Re: Minimal logical decoding on standbys

Поиск
Список
Период
Сортировка
От Andres Freund
Тема Re: Minimal logical decoding on standbys
Дата
Msg-id 20210406180231.qsnkyrgrm7gtxb73@alap3.anarazel.de
обсуждение исходный текст
Ответ на Re: Minimal logical decoding on standbys  ("Drouvot, Bertrand" <bdrouvot@amazon.com>)
Ответы Re: Minimal logical decoding on standbys
Re: Minimal logical decoding on standbys
Re: Minimal logical decoding on standbys
Список pgsql-hackers
Hi,

On 2021-04-06 14:30:29 +0200, Drouvot, Bertrand wrote:
> From 827295f74aff9c627ee722f541a6c7cc6d4133cf Mon Sep 17 00:00:00 2001
> From: bdrouvotAWS <bdrouvot@amazon.com>
> Date: Tue, 6 Apr 2021 11:59:23 +0000
> Subject: [PATCH v15 1/5] Allow logical decoding on standby.
> 
> Allow a logical slot to be created on standby. Restrict its usage
> or its creation if wal_level on primary is less than logical.
> During slot creation, it's restart_lsn is set to the last replayed
> LSN. Effectively, a logical slot creation on standby waits for an
> xl_running_xact record to arrive from primary. Conflicting slots
> would be handled in next commits.
>
> Andres Freund and Amit Khandekar.

I think more people have worked on this by now...

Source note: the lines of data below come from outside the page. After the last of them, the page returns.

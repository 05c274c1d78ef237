// src/repositories/story_repository.rs
//
// Story cache rows + the purely-local library columns

use chrono::{DateTime, Utc};
use rusqlite::{params, Row};
use std::sync::Arc;

use crate::db::ConnectionPool;
use crate::domain::reading_progress::ReadingProgress;
use crate::domain::story::{Story, StoryStatus};
use crate::error::{AppError, AppResult};

pub trait StoryRepository: Send + Sync {
    /// Upsert a story fetched from the remote.
    /// Local columns (favorite flag, reading progress) are left untouched.
    fn mirror_remote(&self, story: &Story) -> AppResult<()>;
    fn get_by_id(&self, id: i64) -> AppResult<Option<Story>>;
    fn list_by_author(&self, author_id: i64) -> AppResult<Vec<Story>>;
    fn list_favorites(&self) -> AppResult<Vec<Story>>;
    fn list_recently_updated(&self) -> AppResult<Vec<Story>>;
    fn list_most_read(&self) -> AppResult<Vec<Story>>;
    fn list_most_voted(&self) -> AppResult<Vec<Story>>;
    fn search_cached(&self, query: &str) -> AppResult<Vec<Story>>;
    fn set_favorited(&self, id: i64, favorited: bool) -> AppResult<()>;
    fn set_progress(&self, progress: &ReadingProgress) -> AppResult<()>;
    fn get_progress(&self, story_id: i64) -> AppResult<Option<ReadingProgress>>;
    fn bump_chapter_count(&self, story_id: i64, delta: i64) -> AppResult<()>;
    fn delete(&self, id: i64) -> AppResult<()>;
    fn exists(&self, id: i64) -> AppResult<bool>;
}

pub struct SqliteStoryRepository {
    pool: Arc<ConnectionPool>,
}

const STORY_COLUMNS: &str = "id, author_id, author_name, title, description, cover_url, tags,
                             status, chapter_count, read_count, vote_count, created_at,
                             updated_at, is_favorited, progress_chapter, progress_offset,
                             progress_updated_at";

impl SqliteStoryRepository {
    pub fn new(pool: Arc<ConnectionPool>) -> Self {
        Self { pool }
    }

    /// Map cache row to Story - returns rusqlite::Error for query_map compatibility
    fn row_to_story(row: &Row) -> Result<Story, rusqlite::Error> {
        let tags_json: String = row.get("tags")?;
        let tags: Vec<String> = serde_json::from_str(&tags_json)
            .map_err(|e| rusqlite::Error::ToSqlConversionFailure(Box::new(e)))?;

        let status_str: String = row.get("status")?;
        let status =
            StoryStatus::parse(&status_str).ok_or(rusqlite::Error::InvalidQuery)?;

        let created_at_str: String = row.get("created_at")?;
        let created_at = DateTime::parse_from_rfc3339(&created_at_str)
            .map(|dt| dt.with_timezone(&Utc))
            .map_err(|e| rusqlite::Error::ToSqlConversionFailure(Box::new(e)))?;

        let updated_at_str: String = row.get("updated_at")?;
        let updated_at = DateTime::parse_from_rfc3339(&updated_at_str)
            .map(|dt| dt.with_timezone(&Utc))
            .map_err(|e| rusqlite::Error::ToSqlConversionFailure(Box::new(e)))?;

        let story_id: i64 = row.get("id")?;

        let progress_chapter: Option<i64> = row.get("progress_chapter")?;
        let progress_offset: Option<f64> = row.get("progress_offset")?;
        let progress_updated_at: Option<String> = row.get("progress_updated_at")?;

        let progress = match (progress_chapter, progress_offset, progress_updated_at) {
            (Some(chapter), Some(offset), Some(at)) => {
                let updated_at = DateTime::parse_from_rfc3339(&at)
                    .map(|dt| dt.with_timezone(&Utc))
                    .map_err(|e| rusqlite::Error::ToSqlConversionFailure(Box::new(e)))?;
                Some(ReadingProgress {
                    story_id,
                    chapter_number: chapter as u32,
                    scroll_offset: offset as f32,
                    updated_at,
                })
            }
            _ => None,
        };

        Ok(Story {
            id: story_id,
            author_id: row.get("author_id")?,
            author_name: row.get("author_name")?,
            title: row.get("title")?,
            description: row.get("description")?,
            cover_url: row.get("cover_url")?,
            tags,
            status,
            chapter_count: row.get::<_, i64>("chapter_count")? as u32,
            read_count: row.get::<_, i64>("read_count")? as u64,
            vote_count: row.get::<_, i64>("vote_count")? as u64,
            is_favorited: row.get::<_, i64>("is_favorited")? != 0,
            progress,
            created_at,
            updated_at,
        })
    }

    fn list_with_order(&self, order_clause: &str) -> AppResult<Vec<Story>> {
        let conn = self.pool.get()?;

        let sql = format!("SELECT {} FROM stories ORDER BY {}", STORY_COLUMNS, order_clause);
        let mut stmt = conn.prepare(&sql)?;

        let stories: Vec<Story> = stmt
            .query_map([], Self::row_to_story)?
            .collect::<Result<Vec<_>, _>>()?;

        Ok(stories)
    }
}

impl StoryRepository for SqliteStoryRepository {
    fn mirror_remote(&self, story: &Story) -> AppResult<()> {
        let conn = self.pool.get()?;

        let tags_json = serde_json::to_string(&story.tags)?;

        // Local columns are deliberately absent from the update list:
        // remote payloads never carry them.
        conn.execute(
            "INSERT INTO stories (
                id, author_id, author_name, title, description, cover_url, tags,
                status, chapter_count, read_count, vote_count, created_at,
                updated_at, cached_at
            ) VALUES (?1, ?2, ?3, ?4, ?5, ?6, ?7, ?8, ?9, ?10, ?11, ?12, ?13, ?14)
            ON CONFLICT(id) DO UPDATE SET
                author_id = excluded.author_id,
                author_name = excluded.author_name,
                title = excluded.title,
                description = excluded.description,
                cover_url = excluded.cover_url,
                tags = excluded.tags,
                status = excluded.status,
                chapter_count = excluded.chapter_count,
                read_count = excluded.read_count,
                vote_count = excluded.vote_count,
                created_at = excluded.created_at,
                updated_at = excluded.updated_at,
                cached_at = excluded.cached_at",
            params![
                story.id,
                story.author_id,
                story.author_name,
                story.title,
                story.description,
                story.cover_url,
                tags_json,
                story.status.to_string(),
                story.chapter_count as i64,
                story.read_count as i64,
                story.vote_count as i64,
                story.created_at.to_rfc3339(),
                story.updated_at.to_rfc3339(),
                Utc::now().to_rfc3339(),
            ],
        )?;

        Ok(())
    }

    fn get_by_id(&self, id: i64) -> AppResult<Option<Story>> {
        let conn = self.pool.get()?;

        let sql = format!("SELECT {} FROM stories WHERE id = ?1", STORY_COLUMNS);
        let mut stmt = conn.prepare(&sql)?;

        match stmt.query_row(params![id], Self::row_to_story) {
            Ok(story) => Ok(Some(story)),
            Err(rusqlite::Error::QueryReturnedNoRows) => Ok(None),
            Err(e) => Err(AppError::Database(e)),
        }
    }

    fn list_by_author(&self, author_id: i64) -> AppResult<Vec<Story>> {
        let conn = self.pool.get()?;

        let sql = format!(
            "SELECT {} FROM stories WHERE author_id = ?1 ORDER BY updated_at DESC",
            STORY_COLUMNS
        );
        let mut stmt = conn.prepare(&sql)?;

        let stories: Vec<Story> = stmt
            .query_map(params![author_id], Self::row_to_story)?
            .collect::<Result<Vec<_>, _>>()?;

        Ok(stories)
    }

    fn list_favorites(&self) -> AppResult<Vec<Story>> {
        let conn = self.pool.get()?;

        let sql = format!(
            "SELECT {} FROM stories WHERE is_favorited = 1 ORDER BY updated_at DESC",
            STORY_COLUMNS
        );
        let mut stmt = conn.prepare(&sql)?;

        let stories: Vec<Story> = stmt
            .query_map([], Self::row_to_story)?
            .collect::<Result<Vec<_>, _>>()?;

        Ok(stories)
    }

    fn list_recently_updated(&self) -> AppResult<Vec<Story>> {
        self.list_with_order("updated_at DESC")
    }

    fn list_most_read(&self) -> AppResult<Vec<Story>> {
        self.list_with_order("read_count DESC")
    }

    fn list_most_voted(&self) -> AppResult<Vec<Story>> {
        self.list_with_order("vote_count DESC")
    }

    fn search_cached(&self, query: &str) -> AppResult<Vec<Story>> {
        let conn = self.pool.get()?;

        let sql = format!(
            "SELECT {} FROM stories
             WHERE title LIKE ?1 OR description LIKE ?1
             ORDER BY read_count DESC",
            STORY_COLUMNS
        );
        let mut stmt = conn.prepare(&sql)?;

        let pattern = format!("%{}%", query);
        let stories: Vec<Story> = stmt
            .query_map(params![pattern], Self::row_to_story)?
            .collect::<Result<Vec<_>, _>>()?;

        Ok(stories)
    }

    fn set_favorited(&self, id: i64, favorited: bool) -> AppResult<()> {
        let conn = self.pool.get()?;

        let rows_affected = conn.execute(
            "UPDATE stories SET is_favorited = ?2 WHERE id = ?1",
            params![id, favorited as i64],
        )?;

        if rows_affected == 0 {
            return Err(AppError::NotFound);
        }

        Ok(())
    }

    fn set_progress(&self, progress: &ReadingProgress) -> AppResult<()> {
        let conn = self.pool.get()?;

        let rows_affected = conn.execute(
            "UPDATE stories SET
                progress_chapter = ?2,
                progress_offset = ?3,
                progress_updated_at = ?4
             WHERE id = ?1",
            params![
                progress.story_id,
                progress.chapter_number as i64,
                progress.scroll_offset as f64,
                progress.updated_at.to_rfc3339(),
            ],
        )?;

        if rows_affected == 0 {
            return Err(AppError::NotFound);
        }

        Ok(())
    }

    fn get_progress(&self, story_id: i64) -> AppResult<Option<ReadingProgress>> {
        Ok(self.get_by_id(story_id)?.and_then(|story| story.progress))
    }

    fn bump_chapter_count(&self, story_id: i64, delta: i64) -> AppResult<()> {
        let conn = self.pool.get()?;

        conn.execute(
            "UPDATE stories
             SET chapter_count = MAX(0, chapter_count + ?2)
             WHERE id = ?1",
            params![story_id, delta],
        )?;

        Ok(())
    }

    fn delete(&self, id: i64) -> AppResult<()> {
        let conn = self.pool.get()?;

        let rows_affected = conn.execute("DELETE FROM stories WHERE id = ?1", params![id])?;

        if rows_affected == 0 {
            return Err(AppError::NotFound);
        }

        Ok(())
    }

    fn exists(&self, id: i64) -> AppResult<bool> {
        let conn = self.pool.get()?;

        let count: i64 = conn.query_row(
            "SELECT COUNT(*) FROM stories WHERE id = ?1",
            params![id],
            |row| row.get(0),
        )?;

        Ok(count > 0)
    }
}

#[cfg(test)]
mod tests {
    use super::*;
    use crate::db::connection::create_test_pool;
    use crate::db::migrations::initialize_database;

    fn repo() -> SqliteStoryRepository {
        let pool = Arc::new(create_test_pool().unwrap());
        {
            let conn = pool.get().unwrap();
            initialize_database(&conn).unwrap();
        }
        SqliteStoryRepository::new(pool)
    }

    fn story(id: i64, title: &str) -> Story {
        let now = Utc::now();
        Story {
            id,
            author_id: 10,
            author_name: "ana".to_string(),
            title: title.to_string(),
            description: "blurb".to_string(),
            cover_url: None,
            tags: vec!["romance".to_string()],
            status: StoryStatus::Ongoing,
            chapter_count: 2,
            read_count: 100,
            vote_count: 5,
            is_favorited: false,
            progress: None,
            created_at: now,
            updated_at: now,
        }
    }

    #[test]
    fn test_mirror_and_get_roundtrip() {
        let repo = repo();
        repo.mirror_remote(&story(1, "The Quiet Harbor")).unwrap();

        let loaded = repo.get_by_id(1).unwrap().unwrap();
        assert_eq!(loaded.title, "The Quiet Harbor");
        assert_eq!(loaded.tags, vec!["romance".to_string()]);
        assert_eq!(loaded.status, StoryStatus::Ongoing);
        assert!(!loaded.is_favorited);
        assert!(loaded.progress.is_none());
    }

    #[test]
    fn test_mirror_preserves_local_columns() {
        let repo = repo();
        repo.mirror_remote(&story(1, "First Title")).unwrap();

        repo.set_favorited(1, true).unwrap();
        repo.set_progress(&ReadingProgress::new(1, 3, 0.5)).unwrap();

        // A later remote refresh must not clobber library state
        repo.mirror_remote(&story(1, "Renamed Title")).unwrap();

        let loaded = repo.get_by_id(1).unwrap().unwrap();
        assert_eq!(loaded.title, "Renamed Title");
        assert!(loaded.is_favorited);
        let progress = loaded.progress.unwrap();
        assert_eq!(progress.chapter_number, 3);
        assert!((progress.scroll_offset - 0.5).abs() < f32::EPSILON);
    }

    #[test]
    fn test_list_favorites() {
        let repo = repo();
        repo.mirror_remote(&story(1, "A")).unwrap();
        repo.mirror_remote(&story(2, "B")).unwrap();
        repo.set_favorited(2, true).unwrap();

        let favorites = repo.list_favorites().unwrap();
        assert_eq!(favorites.len(), 1);
        assert_eq!(favorites[0].id, 2);
    }

    #[test]
    fn test_set_favorited_missing_row() {
        let repo = repo();
        assert!(matches!(
            repo.set_favorited(99, true),
            Err(AppError::NotFound)
        ));
    }

    #[test]
    fn test_search_cached_matches_title_and_description() {
        let repo = repo();
        let mut s = story(1, "Harbor Lights");
        s.description = "a slow-burn mystery".to_string();
        repo.mirror_remote(&s).unwrap();
        repo.mirror_remote(&story(2, "Other")).unwrap();

        assert_eq!(repo.search_cached("Harbor").unwrap().len(), 1);
        assert_eq!(repo.search_cached("slow-burn").unwrap().len(), 1);
        assert_eq!(repo.search_cached("nothing").unwrap().len(), 0);
    }

    #[test]
    fn test_bump_chapter_count_floors_at_zero() {
        let repo = repo();
        repo.mirror_remote(&story(1, "A")).unwrap();

        repo.bump_chapter_count(1, 1).unwrap();
        assert_eq!(repo.get_by_id(1).unwrap().unwrap().chapter_count, 3);

        repo.bump_chapter_count(1, -10).unwrap();
        assert_eq!(repo.get_by_id(1).unwrap().unwrap().chapter_count, 0);
    }
}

Does this strike you as an accurate description?

Author: Andres Freund (in an older version), Amit Khandekar, Bertrand Drouvot
Reviewed-By: Bertrand Drouvot, Andres Freund, Robert Haas

> --- a/src/backend/replication/logical/logical.c
> +++ b/src/backend/replication/logical/logical.c
> @@ -119,23 +119,22 @@ CheckLogicalDecodingRequirements(void)
>                  (errcode(ERRCODE_OBJECT_NOT_IN_PREREQUISITE_STATE),
>                   errmsg("logical decoding requires a database connection")));
>  
> -    /* ----
> -     * TODO: We got to change that someday soon...
> -     *
> -     * There's basically three things missing to allow this:
> -     * 1) We need to be able to correctly and quickly identify the timeline a
> -     *      LSN belongs to
> -     * 2) We need to force hot_standby_feedback to be enabled at all times so
> -     *      the primary cannot remove rows we need.
> -     * 3) support dropping replication slots referring to a database, in
> -     *      dbase_redo. There can't be any active ones due to HS recovery
> -     *      conflicts, so that should be relatively easy.
> -     * ----
> -     */
>      if (RecoveryInProgress())
> -        ereport(ERROR,
> -                (errcode(ERRCODE_FEATURE_NOT_SUPPORTED),
> -                 errmsg("logical decoding cannot be used while in recovery")));

Maybe I am just missing something right now, and maybe I'm being a bit
overly pedantic, but I don't immediately see how 0001 is correct without
0002 and 0003? I think it'd be better to first introduce the conflict
information, then check for conflicts, and only after that allow
decoding on standbys?


> diff --git a/src/backend/access/transam/xlog.c b/src/backend/access/transam/xlog.c
> index 6f8810e149..6a21cba362 100644
> --- a/src/backend/access/transam/xlog.c
> +++ b/src/backend/access/transam/xlog.c
> @@ -5080,6 +5080,17 @@ LocalProcessControlFile(bool reset)
>      ReadControlFile();
>  }
>  
> +/*
> + * Get the wal_level from the control file. For a standby, this value should be
> + * considered as its active wal_level, because it may be different from what
> + * was originally configured on standby.
> + */
> +WalLevel
> +GetActiveWalLevel(void)
> +{
> +    return ControlFile->wal_level;
> +}
> +

This strikes me as error-prone - there's nothing in the function name
that this should mainly (only?) be used during recovery...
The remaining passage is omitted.